A group of far-reaching, TREAD Act-related regulations is due over the next several years from the National Highway Traffic Safety Administration. The industry is living with it, trying to make the best of being the groom at a shotgun wedding.
“We didn't have much of a choice, did we, folks?” said Donald B. Shea, president of the Rubber Manufacturers Association, at a Society of Automotive Engineers meeting in May 2001. “But we adopted an approach of constructive collaboration in drafting the best legislation that could be constructed in that climate.”
Already two major regulations from the TREAD Act are pending.

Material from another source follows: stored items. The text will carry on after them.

//! CLI output formatting utilities.

use console::style;
use indicatif::{ProgressBar, ProgressStyle};

/// Output helper for CLI formatting.
pub struct Output;

impl Output {
    /// Print an info message.
    pub fn info(msg: &str) {
        println!("{} {}", style(">>").cyan().bold(), msg);
    }

    /// Print a success message.
    pub fn success(msg: &str) {
        println!("{} {}", style(">>").green().bold(), msg);
    }

    /// Print a warning message.
    pub fn warning(msg: &str) {
        eprintln!("{} {}", style(">>").yellow().bold(), msg);
    }

    /// Print an error message.
    pub fn error(msg: &str) {
        eprintln!("{} {}", style(">>").red().bold(), msg);
    }

    /// Print a header.
    pub fn header(msg: &str) {
        println!("\n{}", style(msg).bold().underlined());
    }

    /// Print a key-value pair.
    pub fn kv(key: &str, value: &str) {
        println!("  {}: {}", style(key).dim(), value);
    }

    /// Print a document body between rules.
    pub fn document(body: &str) {
        let rule = style("-".repeat(60)).dim();
        println!("{}\n{}\n{}", rule, body.trim_end(), rule);
    }

    /// Create a spinner.
    pub fn spinner(msg: &str) -> ProgressBar {
        let pb = ProgressBar::new_spinner();
        if let Ok(spinner_style) = ProgressStyle::default_spinner().template("{spinner:.green} {msg}") {
            pb.set_style(spinner_style);
        }
        pb.set_message(msg.to_string());
        pb.enable_steady_tick(std::time::Duration::from_millis(100));
        pb
    }
}

/// Truncate content with ellipsis, on a character boundary.
pub fn content_preview(content: &str, max_chars: usize) -> String {
    let content = content.replace('\n', " ");
    if content.chars().count() <= max_chars {
        content
    } else {
        let truncated: String = content.chars().take(max_chars).collect();
        format!("{}...", truncated)
    }
}
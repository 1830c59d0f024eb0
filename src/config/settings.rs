//! Configuration settings for ytblog.

use serde::{Deserialize, Serialize};
use std::path::PathBuf;

/// Root configuration structure.
#[derive(Debug, Clone, Serialize, Deserialize)]
#[serde(default)]
#[derive(Default)]
pub struct Settings {
    pub general: GeneralSettings,
    pub transcript: TranscriptSettings,
    pub generator: GeneratorSettings,
    pub review: ReviewSettings,
    pub server: ServerSettings,
    pub prompts: PromptSettings,
}

/// General application settings.
#[derive(Debug, Clone, Serialize, Deserialize)]
#[serde(default)]
pub struct GeneralSettings {
    /// Log level (trace, debug, info, warn, error).
    pub log_level: String,
}

impl Default for GeneralSettings {
    fn default() -> Self {
        Self {
            log_level: "info".to_string(),
        }
    }
}

/// Transcript retrieval settings.
#[derive(Debug, Clone, Serialize, Deserialize)]
#[serde(default)]
pub struct TranscriptSettings {
    /// Caption languages to request, in order of preference.
    pub languages: Vec<String>,
    /// Path or name of the yt-dlp executable.
    pub yt_dlp: String,
}

impl Default for TranscriptSettings {
    fn default() -> Self {
        Self {
            languages: vec!["en".to_string()],
            yt_dlp: "yt-dlp".to_string(),
        }
    }
}

/// Text generator backend.
#[derive(Debug, Clone, Copy, Serialize, Deserialize, Default, PartialEq, Eq)]
#[serde(rename_all = "lowercase")]
pub enum GeneratorProvider {
    /// Local Ollama server (default).
    #[default]
    Ollama,
    /// OpenAI chat completions.
    OpenAI,
}

impl std::str::FromStr for GeneratorProvider {
    type Err = String;

    fn from_str(s: &str) -> std::result::Result<Self, Self::Err> {
        match s.to_lowercase().as_str() {
            "ollama" => Ok(GeneratorProvider::Ollama),
            "openai" => Ok(GeneratorProvider::OpenAI),
            _ => Err(format!("Unknown generator provider: {}", s)),
        }
    }
}

impl std::fmt::Display for GeneratorProvider {
    fn fmt(&self, f: &mut std::fmt::Formatter<'_>) -> std::fmt::Result {
        match self {
            GeneratorProvider::Ollama => write!(f, "ollama"),
            GeneratorProvider::OpenAI => write!(f, "openai"),
        }
    }
}

/// Language model settings.
#[derive(Debug, Clone, Serialize, Deserialize)]
#[serde(default)]
pub struct GeneratorSettings {
    /// Backend serving the model (ollama, openai).
    pub provider: GeneratorProvider,
    /// Model name passed to the backend.
    pub model: String,
    /// Base URL of the Ollama server.
    pub ollama_url: String,
    /// Sampling temperature.
    pub temperature: f32,
    /// Upper bound on a single generation call, in seconds.
    pub timeout_seconds: u64,
}

impl Default for GeneratorSettings {
    fn default() -> Self {
        Self {
            provider: GeneratorProvider::Ollama,
            model: "llama3.2:1b".to_string(),
            ollama_url: "http://localhost:11434".to_string(),
            temperature: 0.7,
            timeout_seconds: 300,
        }
    }
}

/// Review loop settings.
#[derive(Debug, Clone, Serialize, Deserialize)]
#[serde(default)]
pub struct ReviewSettings {
    /// Maximum number of revisions before the session stops accepting rejections.
    pub max_revisions: u32,
}

impl Default for ReviewSettings {
    fn default() -> Self {
        Self { max_revisions: 5 }
    }
}

/// HTTP server settings.
#[derive(Debug, Clone, Serialize, Deserialize)]
#[serde(default)]
pub struct ServerSettings {
    pub host: String,
    pub port: u16,
    /// Idle sessions are dropped after this many minutes (0 keeps them forever).
    pub session_ttl_minutes: u64,
}

impl Default for ServerSettings {
    fn default() -> Self {
        Self {
            host: "127.0.0.1".to_string(),
            port: 3000,
            session_ttl_minutes: 60,
        }
    }
}

/// Prompt customization settings.
#[derive(Debug, Clone, Serialize, Deserialize)]
#[serde(default)]
#[derive(Default)]
pub struct PromptSettings {
    /// Directory for custom prompts (overrides defaults).
    pub custom_dir: Option<String>,
    /// Custom variables available in all prompts as {{variable_name}}.
    pub variables: std::collections::HashMap<String, String>,
}

impl Settings {
    /// Load settings from the default configuration file.
    pub fn load() -> crate::error::Result<Self> {
        Self::load_from(None)
    }

    /// Load settings from a specific path, or default location if None.
    pub fn load_from(path: Option<&PathBuf>) -> crate::error::Result<Self> {
        let config_path = match path {
            Some(p) => p.clone(),
            None => Self::default_config_path(),
        };

        if config_path.exists() {
            let content = std::fs::read_to_string(&config_path)?;
            let settings: Settings = toml::from_str(&content)?;
            Ok(settings)
        } else {
            Ok(Settings::default())
        }
    }

    /// Save settings to the default configuration file.
    pub fn save(&self) -> crate::error::Result<()> {
        self.save_to(&Self::default_config_path())
    }

    /// Save settings to a specific path.
    pub fn save_to(&self, path: &PathBuf) -> crate::error::Result<()> {
        if let Some(parent) = path.parent() {
            std::fs::create_dir_all(parent)?;
        }
        let content = toml::to_string_pretty(self)
            .map_err(|e| crate::error::BlogError::Config(e.to_string()))?;
        std::fs::write(path, content)?;
        Ok(())
    }

    /// Get the default configuration file path.
    pub fn default_config_path() -> PathBuf {
        dirs::config_dir()
            .unwrap_or_else(|| PathBuf::from("."))
            .join("ytblog")
            .join("config.toml")
    }

    /// Expand shell variables in paths (e.g., ~).
    pub fn expand_path(path: &str) -> PathBuf {
        PathBuf::from(shellexpand::tilde(path).to_string())
    }
}
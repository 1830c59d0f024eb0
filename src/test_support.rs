//! Scripted collaborators for unit tests.

use crate::error::{BlogError, Result};
use crate::generator::TextGenerator;
use crate::transcript_source::{TranscriptSegment, TranscriptSource};
use async_trait::async_trait;
use std::collections::VecDeque;
use std::sync::atomic::{AtomicUsize, Ordering};
use std::sync::{Arc, Mutex};
use std::time::Duration;

/// Replays queued replies and records every prompt it receives.
pub(crate) struct ScriptedGenerator {
    replies: Mutex<VecDeque<std::result::Result<String, String>>>,
    prompts: Mutex<Vec<String>>,
    always_fail: Option<String>,
    delay: Option<Duration>,
}

impl ScriptedGenerator {
    pub(crate) fn new() -> Self {
        Self {
            replies: Mutex::new(VecDeque::new()),
            prompts: Mutex::new(Vec::new()),
            always_fail: None,
            delay: None,
        }
    }

    pub(crate) fn replying<I, S>(replies: I) -> Self
    where
        I: IntoIterator<Item = S>,
        S: Into<String>,
    {
        let generator = Self::new();
        for reply in replies {
            generator.push_reply(reply);
        }
        generator
    }

    pub(crate) fn failing(message: &str) -> Self {
        Self {
            always_fail: Some(message.to_string()),
            ..Self::new()
        }
    }

    pub(crate) fn with_delay(mut self, delay: Duration) -> Self {
        self.delay = Some(delay);
        self
    }

    pub(crate) fn push_reply(&self, reply: impl Into<String>) {
        self.replies.lock().unwrap().push_back(Ok(reply.into()));
    }

    pub(crate) fn push_failure(&self, message: &str) {
        self.replies
            .lock()
            .unwrap()
            .push_back(Err(message.to_string()));
    }

    pub(crate) fn prompts(&self) -> Vec<String> {
        self.prompts.lock().unwrap().clone()
    }

    pub(crate) fn calls(&self) -> usize {
        self.prompts.lock().unwrap().len()
    }
}

#[async_trait]
impl TextGenerator for ScriptedGenerator {
    async fn generate(&self, prompt: &str) -> Result<String> {
        self.prompts.lock().unwrap().push(prompt.to_string());

        if let Some(delay) = self.delay {
            tokio::time::sleep(delay).await;
        }

        if let Some(message) = &self.always_fail {
            return Err(BlogError::Generator(message.clone()));
        }

        let next = self.replies.lock().unwrap().pop_front();
        match next {
            Some(Ok(reply)) => Ok(reply),
            Some(Err(message)) => Err(BlogError::Generator(message)),
            None => Err(BlogError::Generator("no scripted reply left".to_string())),
        }
    }

    fn model(&self) -> &str {
        "scripted"
    }
}

/// Returns a fixed transcript, or a not-found error.
pub(crate) struct StaticSource {
    segments: Option<Vec<TranscriptSegment>>,
    calls: Arc<AtomicUsize>,
}

impl StaticSource {
    pub(crate) fn lines<I, S>(lines: I) -> Self
    where
        I: IntoIterator<Item = S>,
        S: Into<String>,
    {
        let segments = lines
            .into_iter()
            .enumerate()
            .map(|(i, text)| TranscriptSegment::new(text, i as f64 * 2.0))
            .collect();
        Self {
            segments: Some(segments),
            calls: Arc::new(AtomicUsize::new(0)),
        }
    }

    pub(crate) fn failing() -> Self {
        Self {
            segments: None,
            calls: Arc::new(AtomicUsize::new(0)),
        }
    }

    pub(crate) fn calls(&self) -> Arc<AtomicUsize> {
        self.calls.clone()
    }
}

#[async_trait]
impl TranscriptSource for StaticSource {
    async fn fetch(&self, video_id: &str) -> Result<Vec<TranscriptSegment>> {
        self.calls.fetch_add(1, Ordering::SeqCst);
        self.segments
            .clone()
            .ok_or_else(|| BlogError::TranscriptNotFound(video_id.to_string()))
    }
}
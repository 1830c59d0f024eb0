//! CLI command implementations.

mod config;
mod doctor;
mod generate;
mod serve;

pub use config::run_config;
pub use doctor::run_doctor;
pub use generate::{build_pipeline, is_reported, run_generate, ReportedError};
pub use serve::run_serve;
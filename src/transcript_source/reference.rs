//! Video reference parsing.

use crate::error::{BlogError, Result};
use regex::Regex;
use std::sync::OnceLock;
use url::Url;

fn video_id_regex() -> &'static Regex {
    static VIDEO_ID: OnceLock<Regex> = OnceLock::new();
    VIDEO_ID.get_or_init(|| Regex::new(r"^[A-Za-z0-9_-]+$").expect("Invalid regex"))
}

fn valid_id(candidate: &str) -> Option<String> {
    video_id_regex()
        .is_match(candidate)
        .then(|| candidate.to_string())
}

/// Extract the video id from a YouTube URL or a bare id.
///
/// Accepts `watch?v=`, `youtu.be/`, and `/embed/`, `/shorts/`, `/live/`, `/v/` paths.
pub fn parse_video_id(reference: &str) -> Result<String> {
    let reference = reference.trim();
    let invalid = || BlogError::InvalidReference(reference.to_string());

    if reference.is_empty() {
        return Err(invalid());
    }

    if let Some(id) = valid_id(reference) {
        return Ok(id);
    }

    // Allow scheme-less URLs like "youtu.be/abc".
    let url = Url::parse(reference)
        .or_else(|_| Url::parse(&format!("https://{}", reference)))
        .map_err(|_| invalid())?;

    let host = url.host_str().ok_or_else(invalid)?;
    let host = host.strip_prefix("www.").unwrap_or(host);
    let mut segments = url.path_segments().into_iter().flatten().filter(|s| !s.is_empty());

    let candidate = match host {
        "youtu.be" => segments.next().map(str::to_string),
        "youtube.com" | "m.youtube.com" | "music.youtube.com" | "youtube-nocookie.com" => {
            match segments.next() {
                Some("watch") => url
                    .query_pairs()
                    .find(|(k, _)| k == "v")
                    .map(|(_, v)| v.into_owned()),
                Some("embed" | "shorts" | "live" | "v") => segments.next().map(str::to_string),
                _ => None,
            }
        }
        _ => None,
    };

    candidate.as_deref().and_then(valid_id).ok_or_else(invalid)
}
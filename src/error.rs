//! Error types for ytblog.

use crate::pipeline::Stage;
use crate::review::ReviewState;
use thiserror::Error;

/// Library-level error type for ytblog operations.
#[derive(Error, Debug)]
pub enum BlogError {
    #[error("Extract stage failed: {0}")]
    Extraction(Box<BlogError>),

    #[error("{stage} stage failed: {cause}")]
    Generation { stage: Stage, cause: Box<BlogError> },

    /// A stage ran before its predecessor produced the input it needs.
    #[error("{stage} stage invoked without {missing}")]
    Validation { stage: Stage, missing: &'static str },

    #[error("Cannot apply '{event}' while {state}")]
    InvalidTransition { state: ReviewState, event: String },

    #[error("Transcript not found: {0}")]
    TranscriptNotFound(String),

    #[error("Transcript unavailable: {0}")]
    TranscriptUnavailable(String),

    #[error("Invalid video reference: {0}")]
    InvalidReference(String),

    #[error("Text generator error: {0}")]
    Generator(String),

    #[error("Text generator returned an empty response")]
    EmptyResponse,

    #[error("Text generator timed out after {0} seconds")]
    Timeout(u64),

    #[error("External tool not found: {0}. Please install it and ensure it's in your PATH.")]
    ToolNotFound(String),

    #[error("Configuration error: {0}")]
    Config(String),

    #[error("IO error: {0}")]
    Io(#[from] std::io::Error),

    #[error("JSON error: {0}")]
    Json(#[from] serde_json::Error),

    #[error("TOML parse error: {0}")]
    TomlParse(#[from] toml::de::Error),

    #[error("HTTP error: {0}")]
    Http(#[from] reqwest::Error),
}

impl BlogError {
    /// Wrap a collaborator failure as a stage failure.
    pub fn generation(stage: Stage, cause: BlogError) -> Self {
        BlogError::Generation {
            stage,
            cause: Box::new(cause),
        }
    }

    /// Wrap a transcript failure as an extraction failure.
    pub fn extraction(cause: BlogError) -> Self {
        BlogError::Extraction(Box::new(cause))
    }

    /// The pipeline stage this error belongs to, if any.
    pub fn stage(&self) -> Option<Stage> {
        match self {
            BlogError::Extraction(_) => Some(Stage::Extract),
            BlogError::Generation { stage, .. } | BlogError::Validation { stage, .. } => {
                Some(*stage)
            }
            _ => None,
        }
    }
}

/// Result type alias for ytblog operations.
pub type Result<T> = std::result::Result<T, BlogError>;
//! Prompt templates for ytblog.
//!
//! Prompts can be customized by placing a `blog.toml` file in the custom prompts directory.

use regex::{Captures, Regex};
use serde::{Deserialize, Serialize};
use std::collections::HashMap;
use std::path::PathBuf;
use std::sync::OnceLock;

/// Collection of all prompt templates.
#[derive(Debug, Clone, Serialize, Deserialize)]
#[serde(default)]
#[derive(Default)]
pub struct Prompts {
    pub blog: BlogPrompts,
    /// Custom variables from config, available in all prompts.
    #[serde(skip)]
    pub variables: HashMap<String, String>,
}

/// Prompts for the summarize, draft and revise stages.
#[derive(Debug, Clone, Serialize, Deserialize)]
#[serde(default)]
pub struct BlogPrompts {
    /// Receives `{{transcript}}`.
    pub summarize: String,
    /// Receives `{{summary}}`.
    pub draft: String,
    /// Receives `{{draft}}` and `{{feedback}}`.
    pub revise: String,
}

impl Default for BlogPrompts {
    fn default() -> Self {
        Self {
            summarize: r#"Summarize the following YouTube transcript while maintaining key insights:

{{transcript}}

Keep it concise and structured."#
                .to_string(),

            draft: r#"Convert the following summarized transcript into a well-structured blog post:

{{summary}}

The blog should be engaging, informative, and well-structured with an introduction, key takeaways, and a conclusion.
If any code is explained, include the code snippet verbatim in the blog post and briefly explain what it does."#
                .to_string(),

            revise: r#"Here is a blog post:

{{draft}}

The reviewer has given the following feedback:
"{{feedback}}"

Please improve the blog post based on this feedback."#
                .to_string(),
        }
    }
}

fn placeholder_regex() -> &'static Regex {
    static PLACEHOLDER: OnceLock<Regex> = OnceLock::new();
    PLACEHOLDER.get_or_init(|| Regex::new(r"\{\{\s*([A-Za-z0-9_]+)\s*\}\}").expect("valid regex"))
}

impl Prompts {
    /// Load prompts from the default location, with optional custom directory and variables.
    pub fn load(
        custom_dir: Option<&str>,
        custom_variables: Option<&HashMap<String, String>>,
    ) -> crate::error::Result<Self> {
        let mut prompts = Prompts::default();

        if let Some(vars) = custom_variables {
            prompts.variables = vars.clone();
        }

        if let Some(dir) = custom_dir {
            let custom_path = PathBuf::from(shellexpand::tilde(dir).to_string());

            let blog_path = custom_path.join("blog.toml");
            if blog_path.exists() {
                let content = std::fs::read_to_string(&blog_path)?;
                prompts.blog = toml::from_str(&content)?;
            }
        }

        Ok(prompts)
    }

    /// Render a prompt template with the given variables.
    ///
    /// Substitution is a single pass: text inserted for one placeholder is
    /// never scanned for further placeholders. Unknown placeholders are left as-is.
    pub fn render(template: &str, vars: &HashMap<String, String>) -> String {
        placeholder_regex()
            .replace_all(template, |caps: &Captures| match vars.get(&caps[1]) {
                Some(value) => value.clone(),
                None => caps[0].to_string(),
            })
            .into_owned()
    }

    /// Render a prompt template with both provided variables and custom config variables.
    /// Provided variables take precedence over custom config variables.
    pub fn render_with_custom(&self, template: &str, vars: &HashMap<String, String>) -> String {
        let mut merged = self.variables.clone();
        for (key, value) in vars {
            merged.insert(key.clone(), value.clone());
        }
        Self::render(template, &merged)
    }
}

#[cfg(test)]
mod tests {
    use super::*;

    #[test]
    fn test_default_prompts() {
        let prompts = Prompts::default();
        assert!(prompts.blog.summarize.contains("{{transcript}}"));
        assert!(prompts.blog.draft.contains("{{summary}}"));
        assert!(prompts.blog.revise.contains("{{draft}}"));
        assert!(prompts.blog.revise.contains("{{feedback}}"));
    }

    #[test]
    fn test_render_template() {
        let template = "Hello {{name}}, you have {{count}} messages.";
        let mut vars = HashMap::new();
        vars.insert("name".to_string(), "Alice".to_string());
        vars.insert("count".to_string(), "5".to_string());

        let result = Prompts::render(template, &vars);
        assert_eq!(result, "Hello Alice, you have 5 messages.");
    }

    #[test]
    fn test_render_does_not_expand_inserted_text() {
        let mut vars = HashMap::new();
        vars.insert("draft".to_string(), "Use {{feedback}} literally".to_string());
        vars.insert("feedback".to_string(), "shorter".to_string());

        let result = Prompts::render("{{draft}} / {{feedback}}", &vars);
        assert_eq!(result, "Use {{feedback}} literally / shorter");
    }

    #[test]
    fn test_custom_variables_are_overridden_by_call_vars() {
        let mut custom = HashMap::new();
        custom.insert("audience".to_string(), "beginners".to_string());
        custom.insert("summary".to_string(), "ignored".to_string());
        let prompts = Prompts::load(None, Some(&custom)).unwrap();

        let mut vars = HashMap::new();
        vars.insert("summary".to_string(), "real".to_string());

        let result = prompts.render_with_custom("{{summary}} for {{audience}} {{unknown}}", &vars);
        assert_eq!(result, "real for beginners {{unknown}}");
    }

    #[test]
    fn test_load_custom_blog_prompts() {
        let dir = tempfile::tempdir().unwrap();
        std::fs::write(
            dir.path().join("blog.toml"),
            "summarize = \"Short: {{transcript}}\"\n",
        )
        .unwrap();

        let prompts = Prompts::load(dir.path().to_str(), None).unwrap();
        assert_eq!(prompts.blog.summarize, "Short: {{transcript}}");
        assert_eq!(prompts.blog.draft, BlogPrompts::default().draft);
    }
}
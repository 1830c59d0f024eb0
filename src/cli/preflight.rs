//! Pre-flight checks before expensive operations.
//!
//! Validates that required tools and configuration are available
//! before starting a session that would otherwise fail midway.

use crate::config::{GeneratorProvider, Settings};
use crate::error::{BlogError, Result};
use crate::openai::is_api_key_configured;
use std::process::Command;

/// Run pre-flight checks for a generation session.
///
/// Returns Ok(()) if all checks pass, or an error describing what's missing.
pub fn check(settings: &Settings) -> Result<()> {
    check_tool(&settings.transcript.yt_dlp)?;
    if settings.generator.provider == GeneratorProvider::OpenAI {
        check_api_key()?;
    }
    Ok(())
}

/// Check if OpenAI API key is configured.
fn check_api_key() -> Result<()> {
    if is_api_key_configured() {
        Ok(())
    } else {
        Err(BlogError::Config(
            "OPENAI_API_KEY not set. Set it with: export OPENAI_API_KEY='sk-...'".to_string(),
        ))
    }
}

/// Check if an external tool is available.
pub(crate) fn check_tool(name: &str) -> Result<()> {
    match Command::new(name).arg("--version").output() {
        Ok(output) if output.status.success() => Ok(()),
        Ok(_) => Err(BlogError::ToolNotFound(format!(
            "{} is installed but not working correctly",
            name
        ))),
        Err(e) if e.kind() == std::io::ErrorKind::NotFound => {
            Err(BlogError::ToolNotFound(name.to_string()))
        }
        Err(e) => Err(BlogError::ToolNotFound(format!("{}: {}", name, e))),
    }
}

#[cfg(test)]
mod tests {
    use super::*;

    #[test]
    fn test_missing_tool() {
        assert!(matches!(
            check_tool("ytblog-definitely-missing-tool"),
            Err(BlogError::ToolNotFound(_))
        ));
    }
}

These are the “early warning” rule, in which auto, tire and equipment manufacturers must provide the agency with information that indicates possible product defects, and the tire pressure monitoring device rule, which will mandate such devices—complete with dashboard warning lights—on new U.S. vehicles by November 2003.
At presstime, the tire monitoring final rule still hadn't appeared, missing its November 2001 deadline because the Transportation Department was overwhelmed with issues stemming from the Sept. 11 terrorist attacks.
The touchiest point in that rule for the tire industry was NHTSA's recommendation that monitoring systems would warn drivers of underinflation only when the tire is 20 or 25 percent below the vehicle manufacturer's recommended cold pressure. The Rubber Manufacturers Association wants a federal minimum tire load capacity requirement to counteract what it sees as safety problems arising from the 25-percent rule. The Tire Association of North America and the International Tire & Rubber Association concur.
NHTSA issued two relatively minor TREAD Act regulations and one other proposed rule in July, at the same time it released its tire monitoring proposal. The final rules involved informing NHTSA of the sale of defective tires and “safe harbor” regulations by which those who knowingly violated TREAD Act rules could avoid prosecution. The proposed rule was to reconcile the regulations of the TREAD Act with those of the Intermodal Surface Transportation Efficiency Act regarding the sale of defective tires, vehicles and parts.
At the end of November, the agency unveiled a consumer information campaign, “Tire Safety: Everything Rides on It.” The campaign was motivated by two tire tread and inflation studies NHTSA performed at the mandate of the TREAD Act, and all tire associations pledged their support.
By comparison, the legislative season for the tire industry was relatively lackluster, with virtually every industry-related bill stalled in the Sept. 11 aftermath.
The most important of these, the Motor Vehicle Owners' Right-to-Repair Act, would require vehicle manufacturers to provide independent auto technicians with whatever diagnostic tools and service information they needed to repair late-model vehicles.
Letters of intent signed by the Association of Automobile Manufacturers and most of its members, however, could give auto repairers everything they want in diagnostic and service information without resorting to legislation, according to the Automotive Service Association.
Another bill, the Class Action Fairness Act of 2001, sought to move national class action lawsuits into federal courts from state courts and prevent plaintiffs' attorneys from taking the lion's share of jury awards. This bill was supported by tire industry associations, but faced an uphill battle even before Sept. 11.